Cette vague de publications consacrées aux origines et à l’évolution des deux universités d’État risquerait de faire oublier que 2017 est également une importante année commémorative pour la Katholieke Universiteit Leuven. Avec son étude fascinante sur l’histoire de la Faculté des Sciences de Louvain, l’historien des sciences Geert Vanpaemel, a évité ce potentiel oubli en mettant en lumière la pluralité des dynamiques engendrées par les réformes académiques réalisées sous le régime hollandais en 1817 – véritable année charnière dans l’histoire des universités belges. En effet, Louvain a elle aussi accueilli une université d’État. Sa Faculté des Sciences avait pour mission de stimuler la vie scientifique dans la partie méridionale du Royaume uni des Pays-Bas. Officiellement, cette Faculté n’a existé que durant treize ans. Après l’indépendance belge, elle a encore fonctionné cinq ans en tant que Faculté libre. Avec la fondation de l’Université catholique de Louvain en 1834, son rôle fut redéfini. Pendant quelque temps, elle eut le statut de propédeutique. Son rôle était limité à organiser une formation préparatoire aux étudiants qui entreprenaient des études de médecine. Après trente ans, la Faculté a réussi à déployer ses ailes pour jouer un rôle plus actif au sein de la communauté universitaire.

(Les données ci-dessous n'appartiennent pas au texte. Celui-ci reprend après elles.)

use serde::Deserialize;
use serde_json::{Map, Value};

/// Shipping-label column payload. The orders query returns either a
/// presence flag, inline base64 document content, or raw bytes; the actual
/// PDF always comes from the separate label-document fetch.
#[derive(Debug, Clone, Deserialize, PartialEq)]
#[serde(untagged)]
pub enum LabelField {
    Flag(bool),
    Content(String),
    Bytes(Vec<u8>),
}

impl LabelField {
    pub fn has_content(&self) -> bool {
        match self {
            LabelField::Flag(present) => *present,
            LabelField::Content(text) => !text.trim().is_empty(),
            LabelField::Bytes(bytes) => !bytes.is_empty(),
        }
    }
}

/// Wire shape of one order as returned by the orders query.
///
/// Only the fields the pipeline acts on are typed. The remaining display
/// columns (sale, buyer, shipping, billing, claims, returns, advertising,
/// listing namespaces) ride along untouched, keyed by column field name.
#[derive(Debug, Clone, Deserialize, PartialEq)]
pub struct OrderRecord {
    #[serde(rename = "orderId")]
    pub order_id: String,
    #[serde(default)]
    pub picker: Option<String>,
    #[serde(default)]
    pub packer: Option<String>,
    #[serde(default)]
    pub label: Option<LabelField>,
    #[serde(flatten)]
    pub fields: Map<String, Value>,
}

/// One normalized grid row: the marketplace order id becomes the row id,
/// every other server field is carried over unchanged.
#[derive(Debug, Clone, PartialEq)]
pub struct Row {
    pub id: String,
    pub picker: Option<String>,
    pub packer: Option<String>,
    pub label: Option<LabelField>,
    fields: Map<String, Value>,
}

pub fn normalize_row(record: OrderRecord) -> Row {
    Row {
        id: record.order_id,
        picker: record.picker,
        packer: record.packer,
        label: record.label,
        fields: record.fields,
    }
}

fn is_blank(value: &Option<String>) -> bool {
    match value.as_deref() {
        Some(text) => text.trim().is_empty(),
        None => true,
    }
}

impl Row {
    /// A blank or whitespace-only assignment counts as unset.
    pub fn picker_set(&self) -> bool {
        !is_blank(&self.picker)
    }

    pub fn packer_set(&self) -> bool {
        !is_blank(&self.packer)
    }

    pub fn label_present(&self) -> bool {
        self.label.as_ref().is_some_and(LabelField::has_content)
    }

    /// Resolve a cell by column field name. The assignment and label
    /// columns are typed on the row itself; everything else comes from the
    /// flattened field map.
    pub fn cell(&self, field: &str) -> Value {
        match field {
            "picker" => self
                .picker
                .clone()
                .map(Value::String)
                .unwrap_or(Value::Null),
            "packer" => self
                .packer
                .clone()
                .map(Value::String)
                .unwrap_or(Value::Null),
            "label" => Value::Bool(self.label_present()),
            _ => self.fields.get(field).cloned().unwrap_or(Value::Null),
        }
    }

    /// Display text for a cell; `None` when there is nothing to show.
    pub fn cell_text(&self, field: &str) -> Option<String> {
        let text = match self.cell(field) {
            Value::Null => return None,
            Value::String(text) => text,
            Value::Number(number) => number.to_string(),
            Value::Bool(flag) => flag.to_string(),
            other => other.to_string(),
        };
        if text.trim().is_empty() {
            None
        } else {
            Some(text)
        }
    }
}

#[cfg(test)]
mod tests {
    use super::*;
    use serde_json::json;

    fn record(value: serde_json::Value) -> OrderRecord {
        serde_json::from_value(value).expect("order record should deserialize")
    }

    #[test]
    fn normalize_assigns_id_and_spreads_fields() {
        let row = normalize_row(record(json!({
            "orderId": "ML-1001",
            "picker": "Ana",
            "sale_number": "S-17",
            "units": 3,
        })));

        assert_eq!(row.id, "ML-1001");
        assert_eq!(row.picker.as_deref(), Some("Ana"));
        assert_eq!(row.cell("sale_number"), json!("S-17"));
        assert_eq!(row.cell("units"), json!(3));
    }

    #[test]
    fn blank_assignments_count_as_unset() {
        let row = normalize_row(record(json!({ "orderId": "1", "picker": "  " })));
        assert!(!row.picker_set());
        assert!(!row.packer_set());
    }

    #[test]
    fn cell_resolves_typed_assignment_fields() {
        let row = normalize_row(record(json!({ "orderId": "1", "picker": "A" })));
        assert_eq!(row.cell("picker"), json!("A"));
        assert_eq!(row.cell("packer"), Value::Null);
    }

    #[test]
    fn label_variants_report_content() {
        let flagged = normalize_row(record(json!({ "orderId": "1", "label": true })));
        let inline = normalize_row(record(json!({ "orderId": "2", "label": "JVBERi0x" })));
        let empty = normalize_row(record(json!({ "orderId": "3", "label": "  " })));
        let missing = normalize_row(record(json!({ "orderId": "4" })));

        assert!(flagged.label_present());
        assert!(inline.label_present());
        assert!(!empty.label_present());
        assert!(!missing.label_present());
    }

    #[test]
    fn cell_text_hides_null_and_blank_values() {
        let row = normalize_row(record(json!({
            "orderId": "1",
            "sale_status": "Delivered",
            "carrier": "",
            "units": 2,
        })));

        assert_eq!(row.cell_text("sale_status").as_deref(), Some("Delivered"));
        assert_eq!(row.cell_text("carrier"), None);
        assert_eq!(row.cell_text("tracking_url"), None);
        assert_eq!(row.cell_text("units").as_deref(), Some("2"));
    }
}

Au cours de sa longue carrière, Geert Vanpaemel a démontré, à plusieurs reprises, qu’il connaît en profondeur tous les aspects de la longue histoire de l’Université de Louvain. En 1986, il a fait ses débuts avec une étude remarquable sur la science mécaniste à la Faculté des Arts de l’ancienne Université dans la période 1650-1797. Depuis, il a publié des dizaines d’études axées sur la dimension culturelle de la science et de la circulation des connaissances, principalement dans les Pays-Bas méridionaux après 1500. Au cours des dernières années il s’est fait remarquer par ses importantes contributions à la réalisation d’expositions historiques (par exemple celle sur la vie et l’œuvre de Gérard Mercator) et, en 2016, il a réalisé, en collaboration avec Joris Snaet, un livre sur l’Institut de bactériologie de Louvain. En raison du caractère de plus en plus généraliste de ses recherches et stimulé par les activités liées à sa fonction de Président de la Commission du patrimoine académique de la KULeuven, Geert Vanpaemel adopte toujours un style clair et précis, rendant tous ses écrits très accessibles et agréables à lire.

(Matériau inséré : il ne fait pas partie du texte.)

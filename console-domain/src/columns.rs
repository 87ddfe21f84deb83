//! Static column registry shared by the tabular grid and the card stream.
//!
//! Descriptors are immutable data loaded once at module initialization:
//! backend field name, header label, value kind (drives the filter operator
//! set), default visibility, and a renderer tag for the closed set of
//! special-case cells. Declaration order is display order.

use std::collections::HashMap;

#[derive(Debug, Clone, Copy, PartialEq, Eq)]
pub enum ColumnKind {
    Text,
    Number,
}

/// Closed set of cell renderers. Both view layouts dispatch on this tag
/// instead of duplicating per-field conditionals.
#[derive(Debug, Clone, Copy, PartialEq, Eq)]
pub enum CellRenderer {
    Plain,
    StatusChip,
    PickerAssign,
    PackerAssign,
    LabelDownload,
}

#[derive(Debug, Clone, Copy, PartialEq, Eq)]
pub struct ColumnDescriptor {
    pub field: &'static str,
    pub header: &'static str,
    pub kind: ColumnKind,
    pub visible: bool,
    pub renderer: CellRenderer,
}

const fn text(field: &'static str, header: &'static str, visible: bool) -> ColumnDescriptor {
    ColumnDescriptor {
        field,
        header,
        kind: ColumnKind::Text,
        visible,
        renderer: CellRenderer::Plain,
    }
}

const fn number(field: &'static str, header: &'static str, visible: bool) -> ColumnDescriptor {
    ColumnDescriptor {
        field,
        header,
        kind: ColumnKind::Number,
        visible,
        renderer: CellRenderer::Plain,
    }
}

const fn special(
    field: &'static str,
    header: &'static str,
    renderer: CellRenderer,
) -> ColumnDescriptor {
    ColumnDescriptor {
        field,
        header,
        kind: ColumnKind::Text,
        visible: true,
        renderer,
    }
}

pub static COLUMNS: &[ColumnDescriptor] = &[
    // Sale
    text("sale_number", "Sale No", true),
    text("channel", "Sales Channel", true),
    text("sale_date", "Sale Date", true),
    text("sale_status", "Sale Status", true),
    special("picker", "Picker", CellRenderer::PickerAssign),
    special("packer", "Packer", CellRenderer::PackerAssign),
    text("fulfillment_status", "Fulfillment", true),
    text("status_detail", "Status Detail", false),
    special("multi_item", "Multi-Item Package", CellRenderer::StatusChip),
    number("units", "Units", true),
    number("product_revenue", "Product Revenue", false),
    number("shipping_revenue", "Shipping Revenue", false),
    number("sale_fee", "Sale Fee", false),
    number("shipping_cost", "Shipping Cost", false),
    number("refunds", "Refunds (MXN)", false),
    number("total_mxn", "Total (MXN)", false),
    special("label", "Label", CellRenderer::LabelDownload),
    // Advertising
    text("ad_driven_sale", "Ad-Driven Sale", false),
    // Listing
    text("listing_sku", "SKU", false),
    text("listing_title", "Listing Title", false),
    text("listing_variant", "Variant", false),
    text("listing_type", "Listing Type", false),
    // Billing
    text("invoice_attached", "Invoice Attached", false),
    text("billing_name", "Billing Name", false),
    text("billing_document", "Billing Document", false),
    text("billing_address", "Billing Address", false),
    text("taxpayer_type", "Taxpayer Type", false),
    text("invoice_use", "Invoice Use", false),
    text("billing_account_type", "Account Type", false),
    text("tax_regime", "Tax Regime", false),
    // Buyer
    text("buyer_name", "Buyer", false),
    text("buyer_gov_id", "Buyer ID", false),
    text("buyer_address", "Buyer Address", false),
    text("buyer_municipality", "Municipality", false),
    text("buyer_state", "Buyer State", false),
    text("buyer_postal_code", "Postal Code", false),
    text("buyer_country", "Country", false),
    // Shipping
    text("delivery_method", "Delivery Method", false),
    text("shipped_at", "Shipped At", false),
    text("delivered_at", "Delivered At", false),
    text("carrier", "Carrier", false),
    text("tracking_number", "Tracking No", false),
    text("tracking_url", "Tracking URL", false),
    // Returns
    number("return_units", "Returned Units", false),
    text("return_delivery_method", "Return Delivery", false),
    text("return_shipped_at", "Return Shipped At", false),
    text("return_delivered_at", "Return Delivered At", false),
    text("return_carrier", "Return Carrier", false),
    text("return_tracking_number", "Return Tracking No", false),
    text("return_tracking_url", "Return Tracking URL", false),
    // Claims
    number("claim_units", "Units in Claims", false),
    text("claim_opened", "Claim Opened", false),
    text("claim_closed", "Claim Closed", false),
    text("claim_mediation", "With Mediation", false),
];

#[derive(Debug, Clone, Copy, PartialEq, Eq)]
pub struct ColumnGroup {
    pub id: &'static str,
    pub header: &'static str,
    pub fields: &'static [&'static str],
}

pub static COLUMN_GROUPS: &[ColumnGroup] = &[
    ColumnGroup {
        id: "sale",
        header: "Sale",
        fields: &[
            "sale_number",
            "channel",
            "sale_date",
            "sale_status",
            "picker",
            "packer",
            "fulfillment_status",
            "status_detail",
            "multi_item",
            "units",
            "product_revenue",
            "shipping_revenue",
            "sale_fee",
            "shipping_cost",
            "refunds",
            "total_mxn",
            "label",
        ],
    },
    ColumnGroup {
        id: "advertising",
        header: "Advertising",
        fields: &["ad_driven_sale"],
    },
    ColumnGroup {
        id: "listing",
        header: "Listing",
        fields: &[
            "listing_sku",
            "listing_title",
            "listing_variant",
            "listing_type",
        ],
    },
    ColumnGroup {
        id: "billing",
        header: "Billing",
        fields: &[
            "invoice_attached",
            "billing_name",
            "billing_document",
            "billing_address",
            "taxpayer_type",
            "invoice_use",
            "billing_account_type",
            "tax_regime",
        ],
    },
    ColumnGroup {
        id: "buyer",
        header: "Buyer",
        fields: &[
            "buyer_name",
            "buyer_gov_id",
            "buyer_address",
            "buyer_municipality",
            "buyer_state",
            "buyer_postal_code",
            "buyer_country",
        ],
    },
    ColumnGroup {
        id: "shipping",
        header: "Shipping",
        fields: &[
            "delivery_method",
            "shipped_at",
            "delivered_at",
            "carrier",
            "tracking_number",
            "tracking_url",
        ],
    },
    ColumnGroup {
        id: "returns",
        header: "Returns",
        fields: &[
            "return_units",
            "return_delivery_method",
            "return_shipped_at",
            "return_delivered_at",
            "return_carrier",
            "return_tracking_number",
            "return_tracking_url",
        ],
    },
    ColumnGroup {
        id: "claims",
        header: "Claims",
        fields: &[
            "claim_units",
            "claim_opened",
            "claim_closed",
            "claim_mediation",
        ],
    },
];

pub fn column(field: &str) -> Option<&'static ColumnDescriptor> {
    COLUMNS.iter().find(|col| col.field == field)
}

pub fn group_of(field: &str) -> Option<&'static ColumnGroup> {
    COLUMN_GROUPS
        .iter()
        .find(|group| group.fields.contains(&field))
}

/// Columns to display: hidden when either the per-session override or the
/// descriptor default says so. Declaration order is preserved.
pub fn visible_columns(overrides: &HashMap<String, bool>) -> Vec<&'static ColumnDescriptor> {
    COLUMNS
        .iter()
        .filter(|col| match overrides.get(col.field) {
            Some(shown) => *shown,
            None => col.visible,
        })
        .collect()
}

#[cfg(test)]
mod tests {
    use super::*;

    #[test]
    fn registry_fields_are_unique() {
        let mut seen = std::collections::HashSet::new();
        for col in COLUMNS {
            assert!(seen.insert(col.field), "duplicate column {}", col.field);
        }
    }

    #[test]
    fn group_members_exist_in_registry() {
        for group in COLUMN_GROUPS {
            for field in group.fields {
                assert!(column(field).is_some(), "unknown field {field} in {}", group.id);
            }
        }
    }

    #[test]
    fn every_column_belongs_to_exactly_one_group() {
        for col in COLUMNS {
            let owners = COLUMN_GROUPS
                .iter()
                .filter(|group| group.fields.contains(&col.field))
                .count();
            assert_eq!(owners, 1, "column {} owned by {owners} groups", col.field);
        }
        assert_eq!(group_of("buyer_name").map(|g| g.id), Some("buyer"));
        assert!(group_of("nonexistent").is_none());
    }

    #[test]
    fn visible_columns_respects_defaults_and_order() {
        let visible = visible_columns(&HashMap::new());
        let fields: Vec<&str> = visible.iter().map(|c| c.field).collect();

        assert!(fields.contains(&"sale_number"));
        assert!(fields.contains(&"picker"));
        assert!(!fields.contains(&"status_detail"));

        // Declaration order survives filtering.
        let sale_number = fields.iter().position(|f| *f == "sale_number").unwrap();
        let picker = fields.iter().position(|f| *f == "picker").unwrap();
        assert!(sale_number < picker);
    }

    #[test]
    fn visibility_override_hides_and_reveals() {
        let mut overrides = HashMap::new();
        overrides.insert("channel".to_string(), false);
        overrides.insert("buyer_name".to_string(), true);

        let fields: Vec<&str> = visible_columns(&overrides).iter().map(|c| c.field).collect();
        assert!(!fields.contains(&"channel"));
        assert!(fields.contains(&"buyer_name"));
    }

    #[test]
    fn numeric_columns_are_tagged() {
        assert_eq!(column("units").unwrap().kind, ColumnKind::Number);
        assert_eq!(column("total_mxn").unwrap().kind, ColumnKind::Number);
        assert_eq!(column("sale_number").unwrap().kind, ColumnKind::Text);
    }
}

Ce livre sur l’histoire de la Faculté des Sciences en est un excellent exemple : bien qu’il soit relativement concis, il explique de manière compréhensible comment la Faculté des Sciences de Louvain a dû lutter pour justifier son existence. En outre, l’auteur explique de manière convaincante toutes les dimensions de l’exercice d’équilibre entre propagande catholique, utilité sociale et science pure. Il décrit comment la Faculté n’a réussi à prendre son propre destin en main qu’à la fin du XIXe siècle. Depuis, la recherche scientifique est devenue la norme. Plusieurs chapitres de ce livre traitent en détail du rôle de la Faculté dans la « scientification » de l’enseignement universitaire. En outre, l’interaction permanente entre la Faculté, l’Université et la société n’est pas perdue de vue. En ce sens, ce livre est complémentaire à la production scientifique récente mentionnée plus haut sur les Universités de Gand et de Liège.

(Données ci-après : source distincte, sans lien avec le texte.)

//! Dense tabular layout with checkbox selection and the bulk assignment
//! actions.

use std::collections::HashMap;

use dioxus::prelude::*;

use console_domain::{group_of, selectable, visible_columns, ColumnDescriptor, Row};

use crate::components::cells::CellView;

#[component]
pub fn GridTable(
    rows: Vec<Row>,
    overrides: Signal<HashMap<String, bool>>,
    selected: Signal<Vec<String>>,
    assigning: bool,
    row_busy: Option<String>,
    bulk_picker_enabled: bool,
    bulk_packer_enabled: bool,
    on_assign_picker_bulk: Callback<()>,
    on_open_packer_dialog: Callback<()>,
    on_assign_picker_row: Callback<String>,
    on_assign_packer_row: Callback<String>,
    on_download_label: Callback<String>,
    on_open_detail: Callback<String>,
) -> Element {
    let columns = visible_columns(&overrides.read());
    let column_count = columns.len() + 1;
    let group_spans = group_header_spans(&columns);

    rsx! {
        div { class: "grid-table-wrap",
            table { class: "grid-table",
                thead {
                    tr {
                        th { class: "grid-check-col" }
                        for (header, span) in group_spans.iter() {
                            th { class: "grid-group-header", colspan: "{span}", "{header}" }
                        }
                    }
                    tr {
                        th { class: "grid-check-col" }
                        for col in columns.iter() {
                            th { "{col.header}" }
                        }
                    }
                }
                tbody {
                    if rows.is_empty() {
                        tr {
                            td { class: "grid-empty", colspan: "{column_count}", "No results" }
                        }
                    }
                    for (index, row) in rows.iter().enumerate() {
                        GridRow {
                            key: "{row.id}",
                            row: row.clone(),
                            columns: columns.clone(),
                            stripe_odd: index % 2 == 1,
                            selected,
                            busy: assigning || row_busy.as_deref() == Some(row.id.as_str()),
                            on_assign_picker_row,
                            on_assign_packer_row,
                            on_download_label,
                            on_open_detail,
                        }
                    }
                }
            }
        }
        div { class: "grid-actions",
            button {
                class: "action-primary",
                disabled: !bulk_picker_enabled,
                onclick: move |_| on_assign_picker_bulk.call(()),
                if assigning { "Processing…" } else { "Assign Picker" }
            }
            button {
                class: "action-primary",
                disabled: !bulk_packer_enabled,
                onclick: move |_| on_open_packer_dialog.call(()),
                "Select Packer"
            }
        }
    }
}

/// Run-length encode the namespace group headers over the visible columns,
/// in display order.
fn group_header_spans(columns: &[&'static ColumnDescriptor]) -> Vec<(&'static str, usize)> {
    let mut spans: Vec<(&'static str, usize)> = Vec::new();
    for col in columns {
        let header = group_of(col.field).map(|group| group.header).unwrap_or("");
        match spans.last_mut() {
            Some((current, span)) if *current == header => *span += 1,
            _ => spans.push((header, 1)),
        }
    }
    spans
}

#[cfg(test)]
mod tests {
    use super::*;
    use console_domain::column;

    #[test]
    fn group_spans_follow_visible_column_runs() {
        let columns = vec![
            column("sale_number").unwrap(),
            column("units").unwrap(),
            column("ad_driven_sale").unwrap(),
            column("buyer_name").unwrap(),
            column("buyer_state").unwrap(),
        ];
        let spans = group_header_spans(&columns);
        assert_eq!(
            spans,
            vec![("Sale", 2), ("Advertising", 1), ("Buyer", 2)]
        );
    }
}

#[component]
fn GridRow(
    row: Row,
    columns: Vec<&'static ColumnDescriptor>,
    stripe_odd: bool,
    selected: Signal<Vec<String>>,
    busy: bool,
    on_assign_picker_row: Callback<String>,
    on_assign_packer_row: Callback<String>,
    on_download_label: Callback<String>,
    on_open_detail: Callback<String>,
) -> Element {
    let mut selected = selected;
    let row_id = row.id.clone();
    let checked = selected.read().contains(&row_id);
    let lockout = !selectable(&row);
    let row_class = if stripe_odd { "grid-row odd" } else { "grid-row even" };

    let detail_id = row_id.clone();
    let toggle_id = row_id.clone();

    rsx! {
        tr {
            class: "{row_class}",
            onclick: move |_| on_open_detail.call(detail_id.clone()),

            td { class: "grid-check-col",
                input {
                    r#type: "checkbox",
                    checked: checked,
                    disabled: lockout,
                    onclick: move |evt| evt.stop_propagation(),
                    onchange: move |evt| {
                        let mut picked = selected.write();
                        if evt.checked() {
                            if !picked.contains(&toggle_id) {
                                picked.push(toggle_id.clone());
                            }
                        } else {
                            picked.retain(|existing| existing != &toggle_id);
                        }
                    },
                }
            }
            for col in columns.iter() {
                td { class: "grid-cell",
                    CellView {
                        row: row.clone(),
                        column: *col,
                        busy,
                        on_assign_picker: on_assign_picker_row,
                        on_assign_packer: on_assign_packer_row,
                        on_download_label,
                    }
                }
            }
        }
    }
}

Cette synthèse se centre sur les différentes valeurs et qualités du « scientifique désintéressé », qui, dans sa quête de la vérité, cherche à accroître ses connaissances. Le mot roeping ou « vocation » utilisé dans le titre est bien choisi pour cette étude consacrée à la culture scientifique à l’intérieur d’une université catholique. Il se réfère à un discours de 1951, prononcé par Honoré Van Waeyenbergh en honneur du zoologiste Henri Koch. Le Recteur y explique ce que signifie être un « scientifique ». Spontanément, on cherche une connexion avec la vocation religieuse – l’idée que la foi renforce l’acceptation d’une tâche à laquelle une personne consacre toute une vie avec conviction. La vocation scientifique est évidemment fondée sur d’autres principes, et s’exprime par la discovery research, mue par une curiosité personnelle. Cependant, comme l’a souligné à juste titre l’auteur, les caractéristiques matérielles et culturelles de la recherche scientifique sont actuellement très différentes, de celles des années 1950 et parfois, la grande ambition de la « vocation » est modérée par des soucis quotidiens. Néanmoins, aujourd’hui encore, beaucoup de scientifiques se reconnaissent dans la vision de Van Waeyenbergh.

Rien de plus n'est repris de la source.